Le dio tan duro que decidió sumarse a una moda de esa época en la ciudad, que era hacer cafés conciertos para recolectar fondos, y consiguió recoger el dinero que les permitió luego instalar un parque en el que los niños pudieran divertirse en sus recreos.
A partir de esa fecha, y aún hoy, adquirió un apodo que para nada le choca: “Rifas, juegos y espectáculos”, pues le nacía organizar todo tipo de actividades para ayudar a a sus “carajitos, todos divinos”, como les dice en un lenguaje costeño encantador y envolvente.
Esa experiencia, producto de una circunstancia casual y no planeada, detonó en Ana algo que ya venía considerando en su interior y que terminó siendo su lugar en el mundo: la atención de niños inmersos en condiciones de vulnerabilidad. Con el valor agregado de trabajar desde edades muy tempranas en su educación emocional, aunque también con quienes están en permanente contacto con ellos: sus papás, sus familiares y, muy importante, los formadores.


“Los niños son muy pequeños para tener las herramientas y hacerles frente a sus emociones, pero muy grandes para saber lo que está pasando.
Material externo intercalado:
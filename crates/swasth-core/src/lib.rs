//! Swasth core library
//!
//! Agent routing, meal-planning tools, recipe retrieval/storage, and the
//! external capability clients (generation, web search). The CLI is a thin
//! presentation layer over [`agent::Orchestrator`].

pub mod agent;
pub mod ai;
pub mod capabilities;
pub mod profile;
pub mod retrieval;
pub mod search;
pub mod tools;
pub mod translate;

pub use agent::{NormalizedResponse, Orchestrator};
pub use capabilities::Capabilities;
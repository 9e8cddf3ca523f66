//! SQLite-backed exact-name recipe lookup

use std::path::PathBuf;

use async_trait::async_trait;
use rusqlite::OptionalExtension;

use super::db::{open_recipe_db, row_to_record};
use super::{RecipeRecord, RecipeStore};

/// Recipe store over the local SQLite database.
///
/// Opens a fresh connection per lookup; lookups are rare (one per detail
/// request) and SQLite open is cheap.
pub struct SqliteRecipeStore {
    db_path: PathBuf,
}

impl SqliteRecipeStore {
    pub fn new(db_path: PathBuf) -> Self {
        Self { db_path }
    }
}

#[async_trait]
impl RecipeStore for SqliteRecipeStore {
    async fn find_by_name(&self, name: &str) -> anyhow::Result<Option<RecipeRecord>> {
        let conn = open_recipe_db(&self.db_path)?;

        // item_name is declared COLLATE NOCASE, so equality here is the
        // case-insensitive exact match the detail tool needs.
        let record = conn
            .query_row(
                "SELECT * FROM recipes WHERE item_name = ?1",
                [name],
                row_to_record,
            )
            .optional()?;

        Ok(record)
    }
}
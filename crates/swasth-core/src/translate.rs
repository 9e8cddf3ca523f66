//! Output translation
//!
//! Responses are produced in English and translated at the presentation
//! edge when the profile asks for another language. Translation never
//! fails a turn: any problem returns the English text behind a marker.

use std::sync::Arc;

use tracing::warn;

use crate::ai::TextGeneration;

const SYSTEM_PROMPT: &str = "You are a professional translator.";

/// Translate `text` into `target_language`.
///
/// English is the identity (case-insensitive, no model call). A missing
/// generation capability or a failed call falls back to the original text
/// prefixed with "(Translation unavailable)" or "(Translation failed)".
pub async fn translate_text(
    generation: Option<&Arc<dyn TextGeneration>>,
    text: &str,
    target_language: &str,
) -> String {
    if target_language.eq_ignore_ascii_case("english") {
        return text.to_string();
    }

    let Some(generation) = generation else {
        return format!("(Translation unavailable) {text}");
    };

    let prompt = format!(
        "Translate the following text into {target_language}. \
         Preserve the original formatting (like markdown for lists or bold text) and tone as much as possible.\n\n\
         TEXT TO TRANSLATE:\n---\n{text}\n---\n\n\
         TRANSLATED TEXT:"
    );

    match generation.generate(SYSTEM_PROMPT, &prompt).await {
        Ok(translated) => translated,
        Err(e) => {
            warn!("Translation failed: {}", e);
            format!("(Translation failed) {text}")
        }
    }
}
Si llegamos en el momento de su desarrollo en que no hay aún una estructura mental, los niños empiezan a tener algo que se llama la identificación con el agresor”, sostiene Ana.
Una de sus metáforas, que las repite todo el tiempo, es que los niños tienen una tienda de disfraces que abren cuando están en posición defensiva, que ella llama defensa psíquica. Y cuando está en sus ejercicios académicos, a los maestros, a las madres y a los instructores trata de orientar siempre con un consejo: “Miren detrás del disfraz del niño, ahí está el dolor oculto”.
Pisotón, el hipopótamo, nace como un facilitador del desarrollo con el que Ana quiso que los pequeños no solo se identificaran con las situaciones que el animal narraba en sus historias, sino que recibieran orientaciones acerca de cómo resolverlas mediante un relato vivencial.
“Cuando el niño lee a Pisotón se identifica con él porque está enojado y reconoce que la rabia es normal, pero él ya trae una historia de enojos. Entonces a través de un psicodrama se le plantean otras rabias que tenía el personaje y el menor ve reflejada su propia historia en él. A través de las asociaciones se va entendiendo cuál es el camino y se generan unas psicoacciones y a pinchar la nube negra que está empañando su camino”, sostiene Ana.
Su trabajo en este cuarto de siglo ha trascendido en la mayoría de las regiones del país, y uno de los logros que espera concretar pronto es que sea sancionada una ley de obligatoriedad de la educación emocional en Colombia, una lucha sin armas que quiere seguir brindando con los resultados de su labor durante todo este tiempo.